Will the new coach be taking over a Cup-caliber team, one whose back-to-back losses to the eventual Stanley Cup champion Lightning instilled in the Islanders an unmistakable sense of what it takes to reach the summit and how much it aches to come up just shy?

Or did the Islanders’ best chance to win the elusive fifth Stanley Cup come and go in the first year of the Lamoriello-Trotz tandem? The 2018-19 Islanders had the second-most points among the final eight playoff teams before being swept by the Hurricanes.

And were the 2019-20 and 2021 teams middle-of-the-pack squads that mounted random runs during unprecedented circumstances? The Islanders might not have made the playoffs if not for the expanded field in 2019-20, when they were in ninth place in the Eastern Conference — one point out of a wild card spot and in the midst of a seven-game losing streak — when the regular season ended due to the pandemic. They ranked 12th in the NHL in points during the 56-game 2021 campaign.

To say the Islanders dealt with a difficult set of circumstances this season — including a Covid-19 outbreak at the end of a franchise-record 13-game season-opening road trip and extended injury-related absences for Nelson and Pulock — would be an all-time understatement. Trotz also missed three games, first due to the death of his mother and then after he was diagnosed with Covid-19.

“Certainly, all the extenuating circumstances that transpired this year, uncontrollable by everyone or anyone, is taken into consideration,” Lamoriello said.

But they finished 16 points out of a playoff spot, just one point closer than when their miss in 2017-18 sparked the front office changes that resulted in the arrival of Lamoriello and Trotz. Is there more to be wrung from this core, and how realistic is it to believe the person tasked with that job will be an upgrade on Trotz, the third-winningest coach in history, a Stanley Cup winner with the 2018 Capitals and the legitimate bench leader the Islanders lacked since four-time Stanley Cup winner Al Arbour retired for a second time following the 1993-94 season?

The Islanders ranked no worse than 10th in the NHL in goals allowed in four seasons under Trotz after ranking among the bottom 10 in 10 of the first 13 seasons following the lockout. His style worked in the playoffs, where, counting the qualifying round in the summer of 2020, Trotz coached 53 games. His 14 predecessors combined to coach 93 playoff games, including none by Lorne Henning and Mike Milbury, each of whom had two stints as head coach.

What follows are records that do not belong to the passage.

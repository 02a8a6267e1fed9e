use std::sync::Arc;

use axum::extract::{Path, Query, State};
use axum::http::{HeaderMap, StatusCode};
use axum::response::IntoResponse;
use axum_extra::extract::cookie::{Cookie, CookieJar, SameSite};
use chrono::{Duration, NaiveDate};
use serde::{Deserialize, Serialize};

use crate::config::clamp_session_ttl;
use crate::db::queries;
use crate::errors::AppError;
use crate::extract::Json;
use crate::models::{Reservation, ReservationStatus, Session, WorkingHour};
use crate::services::auth::{self, SESSION_COOKIE};
use crate::services::reservations::{self, ReservationOutcome};
use crate::services::working_hours::{self, WorkingHourInput};
use crate::services::{content, local_now};
use crate::state::AppState;

fn session_token(headers: &HeaderMap) -> Option<String> {
    if let Some(cookie) = CookieJar::from_headers(headers).get(SESSION_COOKIE) {
        return Some(cookie.value().to_string());
    }
    headers
        .get("authorization")
        .and_then(|v| v.to_str().ok())
        .and_then(|v| v.strip_prefix("Bearer "))
        .map(|t| t.trim().to_string())
}

/// The live session behind the request, if any.
pub fn current_session(state: &AppState, headers: &HeaderMap) -> Result<Option<Session>, AppError> {
    let Some(token) = session_token(headers) else {
        return Ok(None);
    };
    let db = state.db()?;
    Ok(auth::authenticate(&db, &token, local_now())?)
}

pub fn check_auth(state: &AppState, headers: &HeaderMap) -> Result<Session, AppError> {
    current_session(state, headers)?.ok_or(AppError::Unauthorized)
}

// POST /api/admin/login
#[derive(Deserialize)]
pub struct LoginRequest {
    pub username: String,
    pub password: String,
}

pub async fn login(
    State(state): State<Arc<AppState>>,
    jar: CookieJar,
    Json(body): Json<LoginRequest>,
) -> Result<impl IntoResponse, AppError> {
    let ttl_hours = clamp_session_ttl(state.config.session_ttl_hours);
    let ttl = Duration::hours(ttl_hours);
    let session = {
        let db = state.db()?;
        auth::login(&db, body.username.trim(), &body.password, ttl, local_now())?
    };
    let Some(session) = session else {
        tracing::warn!(username = %body.username, "failed admin login");
        return Err(AppError::Unauthorized);
    };
    tracing::info!(username = %session.username, "admin logged in");

    let cookie = Cookie::build((SESSION_COOKIE, session.token.clone()))
        .http_only(true)
        .secure(state.config.cookie_secure)
        .same_site(SameSite::Lax)
        .path("/")
        .max_age(time::Duration::hours(ttl_hours));

    Ok((
        jar.add(cookie),
        Json(serde_json::json!({
            "ok": true,
            "token": session.token,
            "expires_at": session.expires_at,
        })),
    ))
}

// POST /api/admin/logout
pub async fn logout(
    State(state): State<Arc<AppState>>,
    headers: HeaderMap,
    jar: CookieJar,
) -> Result<impl IntoResponse, AppError> {
    if let Some(token) = session_token(&headers) {
        let db = state.db()?;
        auth::logout(&db, &token)?;
    }
    Ok((
        jar.remove(Cookie::build((SESSION_COOKIE, "")).path("/")),
        Json(serde_json::json!({"ok": true})),
    ))
}

// GET /api/admin/reservations/pending
pub async fn get_pending(
    State(state): State<Arc<AppState>>,
    headers: HeaderMap,
) -> Result<Json<Vec<Reservation>>, AppError> {
    check_auth(&state, &headers)?;
    let db = state.db()?;
    let pending = queries::list_reservations_by_status(&db, ReservationStatus::Pending)?;
    Ok(Json(pending))
}

// POST /api/admin/reservations/:id/approve
pub async fn approve_reservation(
    State(state): State<Arc<AppState>>,
    headers: HeaderMap,
    Path(id): Path<String>,
) -> Result<Json<ReservationOutcome>, AppError> {
    check_auth(&state, &headers)?;
    Ok(Json(reservations::approve(&state, &id).await?))
}

#[derive(Deserialize)]
pub struct ReasonRequest {
    #[serde(default)]
    pub reason: String,
}

// POST /api/admin/reservations/:id/reject
pub async fn reject_reservation(
    State(state): State<Arc<AppState>>,
    headers: HeaderMap,
    Path(id): Path<String>,
    Json(body): Json<ReasonRequest>,
) -> Result<Json<ReservationOutcome>, AppError> {
    check_auth(&state, &headers)?;
    Ok(Json(reservations::reject(&state, &id, &body.reason).await?))
}

// POST /api/admin/reservations/:id/cancel
pub async fn cancel_reservation(
    State(state): State<Arc<AppState>>,
    headers: HeaderMap,
    Path(id): Path<String>,
    Json(body): Json<ReasonRequest>,
) -> Result<Json<ReservationOutcome>, AppError> {
    check_auth(&state, &headers)?;
    Ok(Json(reservations::cancel_confirmed(&state, &id, &body.reason).await?))
}

// DELETE /api/admin/reservations/:id
pub async fn delete_reservation(
    State(state): State<Arc<AppState>>,
    headers: HeaderMap,
    Path(id): Path<String>,
) -> Result<StatusCode, AppError> {
    check_auth(&state, &headers)?;
    reservations::delete(&state, &id)?;
    Ok(StatusCode::NO_CONTENT)
}

// GET /api/admin/calendar?date=
#[derive(Deserialize)]
pub struct CalendarQuery {
    pub date: String,
}

pub async fn get_calendar_day(
    State(state): State<Arc<AppState>>,
    headers: HeaderMap,
    Query(query): Query<CalendarQuery>,
) -> Result<Json<Vec<Reservation>>, AppError> {
    check_auth(&state, &headers)?;
    let date = NaiveDate::parse_from_str(query.date.trim(), "%Y-%m-%d")
        .map_err(|_| AppError::field("date", "Neplatné datum"))?;
    let db = state.db()?;
    Ok(Json(queries::list_confirmed_on(&db, &date)?))
}

// GET /api/admin/calendar/days?year=&month=
#[derive(Deserialize)]
pub struct MonthQuery {
    pub year: i32,
    pub month: u32,
}

#[derive(Serialize)]
pub struct MonthDaysResponse {
    year: i32,
    month: u32,
    days: Vec<NaiveDate>,
}

pub async fn get_calendar_days(
    State(state): State<Arc<AppState>>,
    headers: HeaderMap,
    Query(query): Query<MonthQuery>,
) -> Result<Json<MonthDaysResponse>, AppError> {
    check_auth(&state, &headers)?;
    let first = NaiveDate::from_ymd_opt(query.year, query.month, 1)
        .ok_or_else(|| AppError::field("month", "Neplatný měsíc"))?;
    let last = first
        .checked_add_months(chrono::Months::new(1))
        .and_then(|d| d.pred_opt())
        .ok_or_else(|| AppError::field("month", "Neplatný měsíc"))?;

    let days = {
        let db = state.db()?;
        queries::confirmed_days_between(&db, &first, &last)?
    };
    Ok(Json(MonthDaysResponse {
        year: query.year,
        month: query.month,
        days,
    }))
}

// GET /api/admin/working-hours
pub async fn get_working_hours(
    State(state): State<Arc<AppState>>,
    headers: HeaderMap,
) -> Result<Json<Vec<WorkingHour>>, AppError> {
    check_auth(&state, &headers)?;
    let db = state.db()?;
    Ok(Json(working_hours::load_week(&db)?))
}

// PUT /api/admin/working-hours
pub async fn put_working_hours(
    State(state): State<Arc<AppState>>,
    headers: HeaderMap,
    Json(rows): Json<Vec<WorkingHourInput>>,
) -> Result<Json<Vec<WorkingHour>>, AppError> {
    check_auth(&state, &headers)?;
    let db = state.db()?;
    Ok(Json(working_hours::save_week(&db, &rows)?))
}

// GET /api/admin/templates/count
pub async fn get_templates_count(
    State(state): State<Arc<AppState>>,
    headers: HeaderMap,
) -> Result<Json<serde_json::Value>, AppError> {
    check_auth(&state, &headers)?;
    let count = content::count_templates(&state)?;
    Ok(Json(serde_json::json!({"count": count})))
}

In the moment, it’s hard to believe there’s a better coach for these Islanders than Trotz, but Lamoriello’s Hall of Fame track record is loaded with surprise moves that worked out well for his teams.

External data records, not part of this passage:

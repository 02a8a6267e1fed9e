//! Outgoing reservation emails. Callers decide whether a failure matters.

use crate::models::Reservation;
use crate::services::email::templates::{self, ReservationDetails};
use crate::services::email::EmailMessage;
use crate::state::AppState;

/// Sends the owner a heads-up about a new pending reservation.
pub async fn notify_owner(state: &AppState, reservation: &Reservation) -> bool {
    let msg = templates::reservation_pending(
        &ReservationDetails::from(reservation),
        &state.config.email_from_reservations,
        &state.config.owner_email,
        &state.config.admin_url,
    );
    deliver(state, &reservation.id, "pending", msg).await
}

pub async fn notify_confirmed(state: &AppState, reservation: &Reservation) -> bool {
    let msg = templates::reservation_confirmed(
        &ReservationDetails::from(reservation),
        &state.config.email_from_reservations,
    );
    deliver(state, &reservation.id, "confirmed", msg).await
}

pub async fn notify_rejected(state: &AppState, reservation: &Reservation, reason: &str) -> bool {
    let msg = templates::reservation_rejected(
        &ReservationDetails::from(reservation),
        reason,
        &state.config.email_from_reservations,
    );
    deliver(state, &reservation.id, "rejected", msg).await
}

async fn deliver(
    state: &AppState,
    reservation_id: &str,
    kind: &str,
    msg: askama::Result<EmailMessage>,
) -> bool {
    let msg = match msg {
        Ok(msg) => msg,
        Err(e) => {
            tracing::error!(reservation_id, kind, error = %e, "failed to render reservation email");
            return false;
        }
    };
    match state.email.send(&msg).await {
        Ok(_) => {
            tracing::info!(reservation_id, kind, to = %msg.to, "reservation email sent");
            true
        }
        Err(e) => {
            tracing::error!(reservation_id, kind, error = %e, "failed to send reservation email");
            false
        }
    }
}
use std::sync::Arc;

use axum::extract::State;
use axum::http::HeaderMap;
use axum::response::{Html, IntoResponse, Redirect, Response};

use crate::errors::AppError;
use crate::handlers::admin::current_session;
use crate::services::seo::{self, SeoMeta};
use crate::state::AppState;

static LOGIN_HTML: &str = include_str!("../web/login.html");
static ADMIN_HTML: &str = include_str!("../web/admin.html");

// GET /
pub async fn landing_page(State(state): State<Arc<AppState>>) -> Result<Html<String>, AppError> {
    Ok(Html(seo::render_page(&SeoMeta::for_site(&state.config.site_url))?))
}

// GET /login
pub async fn login_page() -> Html<&'static str> {
    Html(LOGIN_HTML)
}

// GET /admin
pub async fn admin_page(
    State(state): State<Arc<AppState>>,
    headers: HeaderMap,
) -> Result<Response, AppError> {
    match current_session(&state, &headers)? {
        Some(_) => Ok(Html(ADMIN_HTML).into_response()),
        None => Ok(Redirect::to("/login").into_response()),
    }
}

// GET /health
pub async fn health() -> axum::Json<serde_json::Value> {
    axum::Json(serde_json::json!({"status": "ok"}))
}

The Devils won at least one playoff round in four of the eight seasons in which Lamoriello made a coaching change — including in 1999-2000, when Robbie Ftorek was fired with eight games left in the season and replaced by Larry Robinson, who oversaw a Stanley Cup-winning run. Lamoriello moved behind the bench after firing Robinson and Claude Julien (the latter with three games left in the season) and advanced to the conference semifinals in 2005-06 and 2006-07.

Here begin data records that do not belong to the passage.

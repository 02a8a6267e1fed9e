use std::sync::Arc;

use axum::extract::DefaultBodyLimit;
use axum::http::{header, HeaderValue};
use axum::routing::{get, post, put};
use axum::Router;
use tower_http::services::ServeDir;
use tower_http::set_header::SetResponseHeader;
use tower_http::trace::TraceLayer;

use crate::handlers::{admin, booking, content, pages, relay};
use crate::services::storage::{Bucket, UPLOAD_BODY_LIMIT};
use crate::state::AppState;

pub fn router(state: Arc<AppState>) -> Router {
    let news_images = ServeDir::new(state.storage.dir(Bucket::NewsImages));
    // Template files are downloads; never render them inline on the site origin.
    let templates = SetResponseHeader::overriding(
        ServeDir::new(state.storage.dir(Bucket::Templates)),
        header::CONTENT_DISPOSITION,
        HeaderValue::from_static("attachment"),
    );

    Router::new()
        .route("/health", get(pages::health))
        .route("/", get(pages::landing_page))
        .route("/login", get(pages::login_page))
        .route("/admin", get(pages::admin_page))
        // Form relays answer anything but POST with a JSON 405.
        .route(
            "/api/notify-reservation",
            post(relay::notify_reservation).fallback(relay::method_not_allowed),
        )
        .route(
            "/api/confirm-reservation",
            post(relay::confirm_reservation).fallback(relay::method_not_allowed),
        )
        .route(
            "/api/reject-reservation",
            post(relay::reject_reservation).fallback(relay::method_not_allowed),
        )
        .route(
            "/api/register-client",
            post(relay::register_client).fallback(relay::method_not_allowed),
        )
        .route(
            "/api/send",
            post(relay::send_contact).fallback(relay::method_not_allowed),
        )
        .route("/api/slots", get(booking::get_slots))
        .route("/api/working-hours/closed", get(booking::get_closed_weekdays))
        .route("/api/reservations", post(booking::create_reservation))
        .route("/api/news", get(content::list_news))
        .route("/api/news/:id", get(content::get_news))
        .route("/api/templates", get(content::list_templates))
        .route("/api/static-texts", get(content::list_static_texts))
        .nest_service("/files/news-images", news_images)
        .nest_service("/files/templates", templates)
        .route("/api/admin/login", post(admin::login))
        .route("/api/admin/logout", post(admin::logout))
        .route("/api/admin/reservations/pending", get(admin::get_pending))
        .route(
            "/api/admin/reservations/:id",
            axum::routing::delete(admin::delete_reservation),
        )
        .route(
            "/api/admin/reservations/:id/approve",
            post(admin::approve_reservation),
        )
        .route(
            "/api/admin/reservations/:id/reject",
            post(admin::reject_reservation),
        )
        .route(
            "/api/admin/reservations/:id/cancel",
            post(admin::cancel_reservation),
        )
        .route("/api/admin/calendar", get(admin::get_calendar_day))
        .route("/api/admin/calendar/days", get(admin::get_calendar_days))
        .route(
            "/api/admin/working-hours",
            get(admin::get_working_hours).put(admin::put_working_hours),
        )
        .route(
            "/api/admin/news",
            post(content::create_news).layer(DefaultBodyLimit::max(UPLOAD_BODY_LIMIT)),
        )
        .route(
            "/api/admin/news/:id",
            put(content::update_news)
                .layer(DefaultBodyLimit::max(UPLOAD_BODY_LIMIT))
                .delete(content::delete_news),
        )
        .route(
            "/api/admin/templates",
            post(content::create_template).layer(DefaultBodyLimit::max(UPLOAD_BODY_LIMIT)),
        )
        .route("/api/admin/templates/count", get(admin::get_templates_count))
        .route(
            "/api/admin/templates/:id",
            put(content::update_template)
                .layer(DefaultBodyLimit::max(UPLOAD_BODY_LIMIT))
                .delete(content::delete_template),
        )
        .route(
            "/api/admin/static-texts",
            get(content::admin_static_texts).post(content::create_static_text),
        )
        .route("/api/admin/static-texts/:id", put(content::update_static_text))
        .layer(TraceLayer::new_for_http())
        .with_state(state)
}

More recently, Lamoriello appeared to be taking on a nearly impossible challenge by joining the Islanders with the status of captain John Tavares uncertain. It’s worked out well so far — the next playoff series Tavares wins with the Maple Leafs will be his first — but this is no longer about easy cracks regarding pajamas and blown 3-1 leads. The Islanders and Lamoriello are now fully intertwined in Stanley Cup-or-bust mode, with the legacy of the most interesting post-dynasty era on Long Island resting on how Lamoriello’s team responds to his most interesting coaching change yet.

“They are on notice right now that the new voice is what’s necessary for us to have success,” Lamoriello said.

If not, all eyes will be turning to the holdover voice.